The “Cosmic Our Father” and the Lord’s Prayer

One of the most immediate experiences rising from the words of the Cosmic Our Father is the experience of extreme anguish. It was not only the people in the world but the whole earth that was God-forsaken, and that through the completion of a process that had begun with the Fall of Man. The prayer falls into two disconnected parts, in both of which cause and effect follow their course of necessity. In the first part, the situation on earth is set forth: how under the leadership of the prevailing evil human egotism has been set loose in the world, leading to the universal phenomena of the competitive struggle for existence and its manifestation right down to the approach to our daily bread. The second part, separated from the first through the word “not”, summarizes how humanity has lost connection with the spiritual world. Through loss of consciousness, through sundering form the kingdom of the spirit, humanity no longer brings about the will of the gods.

So we can imagine the voice crying out these words as a truly inclusive cosmic voice It speaks the anguish of the gods who experience humanity and the earth fallen beyond their reach. It speaks the anguish of humanity, fallen into a world in which they can only experience the inevitability of an unredeeming death. But it also expresses the anguish of all other creatures of the earth and the spirits of the elements, who have fallen with humanity and who out of themselves cannot experience the possibility of redemption.

From the Cosmic Our Father to the Lord’s Prayer there is a reversal of order, and there is a correspondence sentence by sentence, with one exception which we shall take up later. In the lecture of October 6, 1913, Rudolf Steiner described the transformation which the Christ made. I shall do the equivalent, with a couple of small variants.

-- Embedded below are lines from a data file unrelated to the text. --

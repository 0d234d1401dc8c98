//! Session context shared by requests against one service endpoint.

use serde::{Deserialize, Serialize};

/// Endpoint address and authentication state for one service session.
///
/// A `SessionContext` is immutable once attached to a request and is shared
/// by reference (`Arc`) across many requests; the engine never mutates it.
/// Acquiring or refreshing the token is the caller's concern.
#[derive(Debug, Clone, PartialEq, Eq, Serialize, Deserialize)]
pub struct SessionContext {
    endpoint_url: String,
    auth_token: Option<String>,
}

impl SessionContext {
    /// Create a context for an endpoint with no authentication token.
    #[must_use]
    pub fn new(endpoint_url: impl Into<String>) -> Self {
        Self {
            endpoint_url: endpoint_url.into(),
            auth_token: None,
        }
    }

    /// Attach an authentication token.
    #[must_use]
    pub fn with_auth_token(mut self, token: impl Into<String>) -> Self {
        self.auth_token = Some(token.into());
        self
    }

    /// The service endpoint URL.
    #[must_use]
    pub fn endpoint_url(&self) -> &str {
        &self.endpoint_url
    }

    /// The authentication token, if one was attached.
    #[must_use]
    pub fn auth_token(&self) -> Option<&str> {
        self.auth_token.as_deref()
    }
}

#[cfg(test)]
mod tests {
    use super::*;

    #[test]
    fn context_holds_endpoint_and_token() {
        let ctx = SessionContext::new("https://cases.example.com/api.asp");
        assert_eq!(ctx.endpoint_url(), "https://cases.example.com/api.asp");
        assert_eq!(ctx.auth_token(), None);

        let ctx = ctx.with_auth_token("tok-123");
        assert_eq!(ctx.auth_token(), Some("tok-123"));
    }
}
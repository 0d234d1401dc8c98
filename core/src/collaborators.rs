//! Collaborator traits the engine drives but does not implement.
//!
//! The core defines the contracts it needs from the outside world: a
//! [`Transport`] that exchanges a request descriptor for raw bytes, a
//! [`Mapper`] that turns raw bytes into a structured value, and a per-request
//! [`ResponseHandler`] that validates and postprocesses the mapped value.
//! Wire formats, parsing details, and authentication protocols live entirely
//! behind these traits.

use crate::error::{Error, TransportError};
use async_trait::async_trait;
use serde_json::Value;
use std::collections::BTreeMap;

/// Everything a transport needs to issue one call.
///
/// The descriptor is built from the request's session context and parameters
/// at execution time; it is the unit the response cache keys on.
#[derive(Debug, Clone, PartialEq, Eq)]
pub struct RequestDescriptor {
    /// Service endpoint URL.
    pub endpoint_url: String,
    /// Authentication token from the session context, if any.
    pub auth_token: Option<String>,
    /// Call parameters, canonically ordered.
    pub parameters: BTreeMap<String, String>,
}

impl RequestDescriptor {
    /// Cache key for this descriptor: endpoint plus canonically ordered
    /// parameters. The auth token is deliberately excluded so a token refresh
    /// does not invalidate cached responses.
    #[must_use]
    pub fn signature(&self) -> String {
        let mut signature = self.endpoint_url.clone();
        signature.push('?');
        for (i, (key, value)) in self.parameters.iter().enumerate() {
            if i > 0 {
                signature.push('&');
            }
            signature.push_str(key);
            signature.push('=');
            signature.push_str(value);
        }
        signature
    }
}

/// Exchanges a request descriptor for raw response bytes.
///
/// Implementations decide how calls are actually made (HTTP, or an
/// in-memory mock). A transport call is the only blocking point in a
/// request's lifecycle;
/// timeouts are reported here as [`TransportError::Timeout`], never managed
/// by the queue.
#[async_trait]
pub trait Transport: Send + Sync {
    /// Perform one call and return the raw response body.
    ///
    /// # Errors
    ///
    /// Returns a [`TransportError`] when the connection is lost, the call
    /// times out, or the server answers with a non-success HTTP status.
    async fn send(&self, descriptor: &RequestDescriptor) -> Result<Vec<u8>, TransportError>;
}

/// Maps raw response bytes into a structured value.
pub trait Mapper: Send + Sync {
    /// Decode the raw bytes.
    ///
    /// # Errors
    ///
    /// Returns [`Error::MalformedResponse`] when the bytes cannot be decoded.
    fn map(&self, raw: &[u8]) -> Result<Value, Error>;
}

/// Per-request-type validation and postprocessing.
///
/// The engine stays domain-agnostic: whether a structurally valid response is
/// an application-level rejection, and what domain value to extract from it,
/// is decided here. A handler may also elect to have a request re-enqueued
/// for another attempt after a recoverable rejection; that decision is
/// deliberate and bounded, never a generic retry loop.
pub trait ResponseHandler: Send + Sync {
    /// Check the mapped response for application-level rejection.
    ///
    /// # Errors
    ///
    /// Returns the error the request should fail with, typically
    /// [`Error::Application`] or [`Error::MalformedResponse`].
    fn validate(&self, mapped: &Value) -> Result<(), Error> {
        let _ = mapped;
        Ok(())
    }

    /// Produce the domain result from a validated response.
    fn process(&self, mapped: &Value) -> Value {
        mapped.clone()
    }

    /// Whether a validation error should send the request back to the queue
    /// for another attempt. `attempt` is the number of attempts already made.
    fn should_reenqueue(&self, error: &Error, attempt: u32) -> bool {
        let _ = (error, attempt);
        false
    }
}

/// Handler that accepts every mapped response unchanged.
#[derive(Debug, Clone, Copy, Default)]
pub struct AcceptAll;

impl ResponseHandler for AcceptAll {}

#[cfg(test)]
mod tests {
    use super::*;

    fn descriptor(params: &[(&str, &str)]) -> RequestDescriptor {
        RequestDescriptor {
            endpoint_url: "https://cases.example.com/api.asp".to_string(),
            auth_token: None,
            parameters: params
                .iter()
                .map(|(k, v)| ((*k).to_string(), (*v).to_string()))
                .collect(),
        }
    }

    #[test]
    fn signature_orders_parameters_canonically() {
        let a = descriptor(&[("cmd", "search"), ("q", "open")]);
        let b = descriptor(&[("q", "open"), ("cmd", "search")]);
        assert_eq!(a.signature(), b.signature());
        assert_eq!(
            a.signature(),
            "https://cases.example.com/api.asp?cmd=search&q=open"
        );
    }

    #[test]
    fn signature_ignores_auth_token() {
        let mut a = descriptor(&[("cmd", "search")]);
        let b = descriptor(&[("cmd", "search")]);
        a.auth_token = Some("tok".to_string());
        assert_eq!(a.signature(), b.signature());
    }

    #[test]
    fn accept_all_passes_everything_through() {
        let handler = AcceptAll;
        let value = serde_json::json!({"cases": [1, 2, 3]});
        assert!(handler.validate(&value).is_ok());
        assert_eq!(handler.process(&value), value);
        assert!(!handler.should_reenqueue(&Error::Canceled, 0));
    }
}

  • From “you fathers in the heavens” Christ formed the new line: “Our Father, who art in the heavens.” We look to a single spiritual being, with whom we feel a direct personal connection. Also, we establish with the words “our Father” that this is a prayer to be prayed by human beings, on behalf of all humanity and the earth as a whole.
  • From “and forgot your names”, the new line is “hallowed be thy name.” Perhaps the beginning of this hallowing is a recognition of the true significance of the words “I AM.”
  • From “since man departed from your kingdom” the new line is “Thy kingdom come.” We do not strive to leave the place to which we have come, but to make possible that also this place can become part of our Father’s kingdom.
  • From “in which heaven’s will does not prevail” the new line is “thy will be done”. All three of these sentences are not simply supplications but also resolutions — if they are to be fulfilled, it must be with the active participation of those who are praying.
  • The line “as above in the heavens, so also on the earth” is actually something completely new. It is the focal point of the whole newly formed Lord’s Prayer, and we shall have to consider it more fully.
  • From the line “experience it in daily bread” comes the new petition “give us this day our daily bread.” This is also a resolution as well as a petition: that we should receive our daily bread in such a way that it is the gift of God, and is not wrested from our fellow human beings.
  • From the line “Incurred through others, selfhood guilt” comes the new petition “and forgive us our trespasses as we forgive those who trespass against us.” Here the active resolution is not merely implied; it is emphasized.
  • From the line “witness of unleashing of egohood” comes the new petition “lead us not into temptation.” This is perhaps the hardest line to comprehend, as it creates the picture of the kind of protection we imagine ourselves to have outgrown. In forming such a picture we make the mistake of putting too much emphasis on the word “temptation” at the expense of the words “lead us”. When we accept the leadership of our Father in the heavens, we can know with confidence that we will not come to anything we cannot handle. If we think we cannot handle a situation under those circumstances, it is actually because we have accepted for the moment the leadership of a being other than our Father in the heavens.
  • Finally, from the line “The evils prevail” comes the new petition “but deliver us from the evil.” This is the one true petition, which we offer in recognition of our powerlessness.